Представившееся ей зрелище было более чем красноречиво. Довольно было одного Анувия с его старческим злобным лицом палача.
Но хрупкая Агнесса обладала мужеством древних героинь Эллады.
В глазах её вспыхнул гнев.
– Что вам нужно в моих покоях в столь поздний час? – решительно спросила она.
– Тебя, афинская блудница! – трусливо вскричал Анувий.
Агнесса зашаталась. Она внезапно вспомнила вчерашний разговор с Калисой. Рабыня поведала ей о случайно услышанном разговоре Эвридики с Анувием. Эвридика была взбешена тем, что скульптор Бриаксий решил создать статую Афродиты. И моделью была выбрана Птолемеем Агнесса. «Немедленно, слышишь немедленно, убери афинянку с моего пути!» – в гневе кричала Эвридика.

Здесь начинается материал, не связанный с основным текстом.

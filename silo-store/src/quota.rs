//! Per-quota-root used/limit accounting. One file per quota root,
//! shared by every mailbox that names it in its header; writers take
//! the quota lock and read-modify-write, rewriting the whole file via
//! temp+rename (it is small and changes on every append/expunge).

use std::fs;
use std::io;
use std::path::{Path, PathBuf};

use crate::error::MailboxError;

const MAGIC: [u8; 4] = *b"SIQF";

#[derive(Debug, Clone)]
pub struct QuotaFile {
    path: PathBuf,
    used: u64,
    limit: Option<u64>,
}

impl QuotaFile {
    pub fn create(path: impl AsRef<Path>, limit: Option<u64>) -> io::Result<Self> {
        let file = QuotaFile {
            path: path.as_ref().to_path_buf(),
            used: 0,
            limit,
        };
        file.save()?;
        Ok(file)
    }

    pub fn open(path: impl AsRef<Path>) -> Result<Self, MailboxError> {
        let path = path.as_ref().to_path_buf();
        let raw = fs::read(&path)?;
        if raw.len() < 13 || raw[0..4] != MAGIC {
            return Err(MailboxError::MailboxBadFormat(format!(
                "quota file {} is corrupt",
                path.display()
            )));
        }
        let used = u64::from_be_bytes(raw[4..12].try_into().unwrap());
        let has_limit = raw[12] != 0;
        let limit = if has_limit {
            if raw.len() < 21 {
                return Err(MailboxError::MailboxBadFormat(format!(
                    "quota file {} is corrupt",
                    path.display()
                )));
            }
            Some(u64::from_be_bytes(raw[13..21].try_into().unwrap()))
        } else {
            None
        };
        Ok(QuotaFile { path, used, limit })
    }

    pub fn used(&self) -> u64 {
        self.used
    }

    pub fn limit(&self) -> Option<u64> {
        self.limit
    }

    /// `true` if charging `additional` more bytes would exceed the
    /// configured limit. A root with no limit never refuses.
    pub fn would_exceed(&self, additional: u64) -> bool {
        match self.limit {
            Some(limit) => self.used.saturating_add(additional) > limit,
            None => false,
        }
    }

    pub fn charge(&mut self, delta: i64) -> io::Result<()> {
        self.used = if delta >= 0 {
            self.used.saturating_add(delta as u64)
        } else {
            self.used.saturating_sub((-delta) as u64)
        };
        self.save()
    }

    pub fn save(&self) -> io::Result<()> {
        let mut buf = Vec::with_capacity(21);
        buf.extend_from_slice(&MAGIC);
        buf.extend_from_slice(&self.used.to_be_bytes());
        match self.limit {
            Some(limit) => {
                buf.push(1);
                buf.extend_from_slice(&limit.to_be_bytes());
            }
            None => buf.push(0),
        }

        let tmp = self.path.with_extension("tmp");
        fs::write(&tmp, &buf)?;
        fs::rename(&tmp, &self.path)
    }
}

#[cfg(test)]
mod tests {
    use super::*;

    #[test]
    fn charge_and_reload_roundtrips() {
        let dir = tempfile::tempdir().unwrap();
        let path = dir.path().join("quota");

        let mut quota = QuotaFile::create(&path, Some(1000)).unwrap();
        quota.charge(400).unwrap();
        assert_eq!(quota.used(), 400);
        assert!(!quota.would_exceed(500));
        assert!(quota.would_exceed(700));

        let reloaded = QuotaFile::open(&path).unwrap();
        assert_eq!(reloaded.used(), 400);
        assert_eq!(reloaded.limit(), Some(1000));
    }

    #[test]
    fn unlimited_root_never_exceeds() {
        let dir = tempfile::tempdir().unwrap();
        let path = dir.path().join("quota");
        let quota = QuotaFile::create(&path, None).unwrap();
        assert!(!quota.would_exceed(u64::MAX / 2));
    }

    #[test]
    fn charge_does_not_underflow_on_over_decrement() {
        let dir = tempfile::tempdir().unwrap();
        let path = dir.path().join("quota");
        let mut quota = QuotaFile::create(&path, Some(1000)).unwrap();
        quota.charge(100).unwrap();
        quota.charge(-500).unwrap();
        assert_eq!(quota.used(), 0);
    }
}
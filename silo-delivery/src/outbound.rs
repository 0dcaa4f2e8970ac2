//! Hands Sieve `vacation`/`redirect` actions off to a local MTA. Both
//! actions shell out the same way the reference LMTP daemon's
//! `send_response`/`send_forward` helpers do: spawn `sendmail -i -f
//! <envelope-from> -- <envelope-to>` and write the outgoing message to
//! its stdin.

use std::io::Write;
use std::process::{Command, Stdio};

use tracing::warn;

/// Delivers one outbound message to an external MTA. A trait so tests
/// can substitute a fake that records calls instead of shelling out.
pub trait MailTransport {
    /// `true` iff the MTA accepted the message (exit status 0).
    fn send(&self, envelope_from: &str, envelope_to: &str, body: &[u8]) -> bool;
}

/// Shells out to the system `sendmail` binary.
pub struct Sendmail {
    pub path: String,
}

impl Default for Sendmail {
    fn default() -> Self {
        Sendmail { path: "sendmail".to_string() }
    }
}

impl MailTransport for Sendmail {
    fn send(&self, envelope_from: &str, envelope_to: &str, body: &[u8]) -> bool {
        let from_arg = if envelope_from.is_empty() {
            "<>".to_string()
        } else {
            envelope_from.to_string()
        };

        let mut child = match Command::new(&self.path)
            .args(["-i", "-f", &from_arg, "--", envelope_to])
            .stdin(Stdio::piped())
            .stdout(Stdio::null())
            .stderr(Stdio::null())
            .spawn()
        {
            Ok(c) => c,
            Err(e) => {
                warn!(error = %e, path = %self.path, "failed to spawn sendmail");
                return false;
            }
        };

        if let Some(mut stdin) = child.stdin.take() {
            if let Err(e) = stdin.write_all(body) {
                warn!(error = %e, "failed writing message to sendmail stdin");
                return false;
            }
        }

        match child.wait() {
            Ok(status) => status.success(),
            Err(e) => {
                warn!(error = %e, "failed waiting on sendmail");
                false
            }
        }
    }
}

#[cfg(test)]
pub struct RecordingTransport {
    pub sent: std::sync::Mutex<Vec<(String, String, Vec<u8>)>>,
    pub accept: bool,
}

#[cfg(test)]
impl RecordingTransport {
    pub fn new(accept: bool) -> Self {
        RecordingTransport { sent: std::sync::Mutex::new(Vec::new()), accept }
    }
}

#[cfg(test)]
impl MailTransport for RecordingTransport {
    fn send(&self, envelope_from: &str, envelope_to: &str, body: &[u8]) -> bool {
        self.sent
            .lock()
            .unwrap()
            .push((envelope_from.to_string(), envelope_to.to_string(), body.to_vec()));
        self.accept
    }
}
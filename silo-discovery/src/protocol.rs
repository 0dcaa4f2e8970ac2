//! Wire format for mailbox status lookups: a `<user>|<mailbox>` query
//! answered with `<user>|<mailbox>|<numrecent>|<lastread>|<lastarrived>`
//! on success, the bare string `PERMDENY` when the caller has no rights
//! on someone else's personal mailbox, or `UNKNOWN` for anything else
//! that keeps the lookup from completing (bad request, missing
//! mailbox, I/O error, proxied backend unreachable).

use thiserror::Error;

/// Default UDP port this service listens on and proxies to.
pub const DEFAULT_PORT: u16 = 4201;

const PERMDENY: &[u8] = b"PERMDENY";
const UNKNOWN: &[u8] = b"UNKNOWN";

#[derive(Debug, Error, PartialEq, Eq)]
#[error("malformed status request")]
pub struct RequestParseError;

#[derive(Debug, Clone, PartialEq, Eq)]
pub struct StatusRequest {
    pub userid: String,
    pub mailbox: String,
}

impl StatusRequest {
    pub fn parse(raw: &[u8]) -> Result<Self, RequestParseError> {
        let text = std::str::from_utf8(raw).map_err(|_| RequestParseError)?;
        let mut parts = text.splitn(2, '|');
        let userid = parts.next().filter(|s| !s.is_empty()).ok_or(RequestParseError)?;
        let mailbox = parts.next().filter(|s| !s.is_empty()).ok_or(RequestParseError)?;
        Ok(StatusRequest {
            userid: userid.to_string(),
            mailbox: mailbox.to_string(),
        })
    }

    pub fn encode(&self) -> Vec<u8> {
        format!("{}|{}", self.userid, self.mailbox).into_bytes()
    }
}

#[derive(Debug, Clone, PartialEq, Eq)]
pub enum StatusResponse {
    Found {
        userid: String,
        mailbox: String,
        num_recent: u32,
        last_read: u32,
        last_arrived: u32,
    },
    PermissionDenied,
    Unknown,
}

impl StatusResponse {
    pub fn encode(&self) -> Vec<u8> {
        match self {
            StatusResponse::Found {
                userid,
                mailbox,
                num_recent,
                last_read,
                last_arrived,
            } => format!("{userid}|{mailbox}|{num_recent}|{last_read}|{last_arrived}").into_bytes(),
            StatusResponse::PermissionDenied => PERMDENY.to_vec(),
            StatusResponse::Unknown => UNKNOWN.to_vec(),
        }
    }

    pub fn decode(raw: &[u8]) -> Self {
        if raw == PERMDENY {
            return StatusResponse::PermissionDenied;
        }
        if raw == UNKNOWN {
            return StatusResponse::Unknown;
        }
        let text = String::from_utf8_lossy(raw);
        let mut parts = text.splitn(5, '|');
        let (Some(userid), Some(mailbox), Some(num_recent), Some(last_read), Some(last_arrived)) = (
            parts.next(),
            parts.next(),
            parts.next(),
            parts.next(),
            parts.next(),
        ) else {
            return StatusResponse::Unknown;
        };
        match (num_recent.parse(), last_read.parse(), last_arrived.parse()) {
            (Ok(num_recent), Ok(last_read), Ok(last_arrived)) => StatusResponse::Found {
                userid: userid.to_string(),
                mailbox: mailbox.to_string(),
                num_recent,
                last_read,
                last_arrived,
            },
            _ => StatusResponse::Unknown,
        }
    }
}

#[cfg(test)]
mod tests {
    use super::*;

    #[test]
    fn request_round_trips() {
        let req = StatusRequest {
            userid: "alice".to_string(),
            mailbox: "INBOX".to_string(),
        };
        assert_eq!(StatusRequest::parse(&req.encode()).unwrap(), req);
    }

    #[test]
    fn request_without_a_separator_is_rejected() {
        assert_eq!(StatusRequest::parse(b"alice"), Err(RequestParseError));
        assert_eq!(StatusRequest::parse(b"|INBOX"), Err(RequestParseError));
        assert_eq!(StatusRequest::parse(b"alice|"), Err(RequestParseError));
    }

    #[test]
    fn found_response_round_trips() {
        let resp = StatusResponse::Found {
            userid: "alice".to_string(),
            mailbox: "INBOX".to_string(),
            num_recent: 3,
            last_read: 1_700_000_000,
            last_arrived: 1_700_000_500,
        };
        assert_eq!(StatusResponse::decode(&resp.encode()), resp);
    }

    #[test]
    fn sentinel_responses_round_trip() {
        assert_eq!(
            StatusResponse::decode(&StatusResponse::PermissionDenied.encode()),
            StatusResponse::PermissionDenied
        );
        assert_eq!(
            StatusResponse::decode(&StatusResponse::Unknown.encode()),
            StatusResponse::Unknown
        );
    }

    #[test]
    fn garbage_decodes_as_unknown() {
        assert_eq!(StatusResponse::decode(b"not a valid reply"), StatusResponse::Unknown);
    }
}
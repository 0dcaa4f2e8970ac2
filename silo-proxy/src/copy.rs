//! Cross-server COPY: when the destination mailbox lives on a
//! different back end than the source, there is no single-server COPY
//! command to issue. The proxy does it itself — read the message
//! straight off the source mailbox's spool (it's local, so no FETCH
//! round trip is needed) and `APPEND` it to the destination over a
//! pooled connection, preserving flags and internaldate — and rewrites
//! the `APPENDUID` the destination reports into the `COPYUID` the
//! client actually asked for.

use std::fs;

use chrono::{TimeZone, Utc};

use silo_store::{IndexRecord, Mailbox, SpoolPaths, FLAG_ANSWERED, FLAG_DELETED, FLAG_DRAFT, FLAG_FLAGGED};

use crate::literal::to_sync;
use crate::pool::BackendConn;

#[derive(Debug, thiserror::Error)]
pub enum CrossCopyError {
    #[error("i/o error reading source message: {0}")]
    Io(#[from] std::io::Error),
    #[error("back end connection error: {0}")]
    Backend(String),
    #[error("back end rejected the APPEND: {0}")]
    Rejected(String),
    #[error("could not parse APPENDUID out of the back end's response")]
    NoAppendUid,
}

/// `COPYUID <uidvalidity> <source-uid> <dest-uid>`, the response the
/// client expects in place of a same-server COPY's tagged OK.
#[derive(Debug, Clone, Copy, PartialEq, Eq)]
pub struct CopyUid {
    pub uidvalidity: u32,
    pub source_uid: u32,
    pub dest_uid: u32,
}

/// Copies one message from `source` (a mailbox this proxy has open
/// locally) to `dest_mailbox` over `conn`, an already-authenticated
/// connection to the destination's back end.
pub async fn copy_one(
    paths: &SpoolPaths,
    source: &Mailbox,
    record: &IndexRecord,
    conn: &mut BackendConn,
    dest_mailbox: &str,
) -> Result<CopyUid, CrossCopyError> {
    let body = fs::read(paths.message_path(source.internal_name(), record.uid))?;

    let command = format!(
        "PX1 APPEND {dest_mailbox} ({flags}) \"{date}\" {{{len}}}",
        flags = flag_names(record).join(" "),
        date = format_internaldate(record.internaldate),
        len = body.len(),
    );
    conn.send_line(&to_sync(&command))
        .await
        .map_err(|e| CrossCopyError::Backend(e.to_string()))?;

    let continuation = conn
        .read_line()
        .await
        .map_err(|e| CrossCopyError::Backend(e.to_string()))?;
    if !continuation.starts_with('+') {
        return Err(CrossCopyError::Rejected(continuation));
    }

    conn.send_raw(&body)
        .await
        .map_err(|e| CrossCopyError::Backend(e.to_string()))?;
    conn.send_raw(b"\r\n")
        .await
        .map_err(|e| CrossCopyError::Backend(e.to_string()))?;

    let response = conn
        .read_line()
        .await
        .map_err(|e| CrossCopyError::Backend(e.to_string()))?;
    if !response.contains("OK") {
        return Err(CrossCopyError::Rejected(response));
    }

    let (uidvalidity, dest_uid) = parse_appenduid(&response).ok_or(CrossCopyError::NoAppendUid)?;
    Ok(CopyUid {
        uidvalidity,
        source_uid: record.uid,
        dest_uid,
    })
}

fn flag_names(record: &IndexRecord) -> Vec<&'static str> {
    let mut flags = Vec::new();
    if record.has_flag(FLAG_ANSWERED) {
        flags.push("\\Answered");
    }
    if record.has_flag(FLAG_FLAGGED) {
        flags.push("\\Flagged");
    }
    if record.has_flag(FLAG_DELETED) {
        flags.push("\\Deleted");
    }
    if record.has_flag(FLAG_DRAFT) {
        flags.push("\\Draft");
    }
    flags
}

fn format_internaldate(unix_time: u32) -> String {
    Utc.timestamp_opt(unix_time as i64, 0)
        .single()
        .map(|dt| dt.format("%d-%b-%Y %H:%M:%S +0000").to_string())
        .unwrap_or_default()
}

/// Pulls `<uidvalidity> <uid>` out of a response containing
/// `[APPENDUID <uidvalidity> <uid>]`.
fn parse_appenduid(response: &str) -> Option<(u32, u32)> {
    let start = response.find("APPENDUID")? + "APPENDUID".len();
    let rest = response[start..].trim_start();
    let mut parts = rest.split(|c: char| c.is_whitespace() || c == ']');
    let uidvalidity: u32 = parts.next()?.parse().ok()?;
    let uid: u32 = parts.next()?.parse().ok()?;
    Some((uidvalidity, uid))
}

#[cfg(test)]
mod tests {
    use super::*;

    #[test]
    fn appenduid_is_extracted_from_a_response_line() {
        let line = "PX1 OK [APPENDUID 1700000000 42] APPEND completed\r\n";
        assert_eq!(parse_appenduid(line), Some((1_700_000_000, 42)));
    }

    #[test]
    fn missing_appenduid_is_none() {
        assert_eq!(parse_appenduid("PX1 OK APPEND completed\r\n"), None);
    }

    #[test]
    fn internaldate_matches_imap_format() {
        assert_eq!(format_internaldate(1_700_000_000), "14-Nov-2023 22:13:20 +0000");
    }

    #[test]
    fn flag_names_lists_every_set_system_flag() {
        let record = IndexRecord {
            uid: 1,
            internaldate: 0,
            sentdate: 0,
            size: 0,
            header_size: 0,
            content_offset: 0,
            cache_offset: 0,
            last_updated: 0,
            system_flags: FLAG_ANSWERED | FLAG_DELETED,
            user_flags: [0; 4],
        };
        assert_eq!(flag_names(&record), vec!["\\Answered", "\\Deleted"]);
    }
}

Она поняла, что ей грозит неминуемая гибель. Она вгляделась в суровые лица мужчин и мужество покинуло её.
Только что она думала о красоте, о музыке, о любви, ведь совсем скоро она собиралась с Менелаем навсегда покинуть Александрию. «Не успела!» – с тоской подумала Агнесса.
Теперь же она была похожа на прекрасную сладкоголосую птицу, внезапно попавшуюся в расставленные сети, невинным взором смотрящую на безжалостных хищников.
Наконец она осознала всю грозящую ей опасность, вспомнив полный ненависти взгляд Эвридики во время последнего пения на пиру перед Птолемеем и его друзьями, и громкий крик отчаяния вырвался из её груди.
– Менелай, на помощь!
Но её никто не услышал.
С жаркими слезами отчаяния обратилась Агнесса к богам, умоляя не лишать её жизни.
– Сжальтесь, всемогущие боги! Сжальтесь! Я еще так молода. Завтра же я с Менелаем убегу отсюда далеко-далеко. Я хочу видеть солнце, дышать божественным воздухом и петь для людей, дарить им радость!.. Сжальтесь!..
Воинам тяжело было превращаться в палачей этого прелестного творения природы. Они колебались.
Анувий шепнул неподвижно стоявшему рядом с ним гиганту:
– Покончи быстрее с ней! Смотри, не промахнись!
Страх перед безжалостной Эвридикой и забота о собственной безопасности взяли верх. Воин выхватил меч, но уронил его при виде душераздирающего ужаса на юном лице Агнессы и услышав пронзительный крик рабыни.
– Не медлите! Эвридика приказывает! И вы обязаны повиноваться! – скомандовал Анувий второму телохранителю. – Подойди к ней и убей! Убей!..
Но и тот отказался нанести смертельный удар.
Тогда Анувий сам приблизился и полубесчувственной Агнессе и острым кинжалом вскрыл ей вены, тихо успокаивая свою жертву:
– Ты скоро заснешь!.. Совсем скоро!.. Потерпи немного!..
Но юная жизнь отчаянно боролась с вечной ночью, в которой она должна была преждевременно угаснуть, вопреки законам природы. Из полуоткрытых губ вырвался вопль невыразимой муки.
– Эвридика, за что? Боги отомстят за меня!.. Менелай!.. Птолемей!.. Услышьте меня!..
Ужас овладел Анувием. Он страшился кары Птолемея. Надо торопиться!.. Собрав все силы, старик вонзил кинжал в грудь своей жертвы.
– Эвридика умеет наносить смертельные раны!.. Она из рода Антипатра!..
Через несколько мгновений всё было кончено.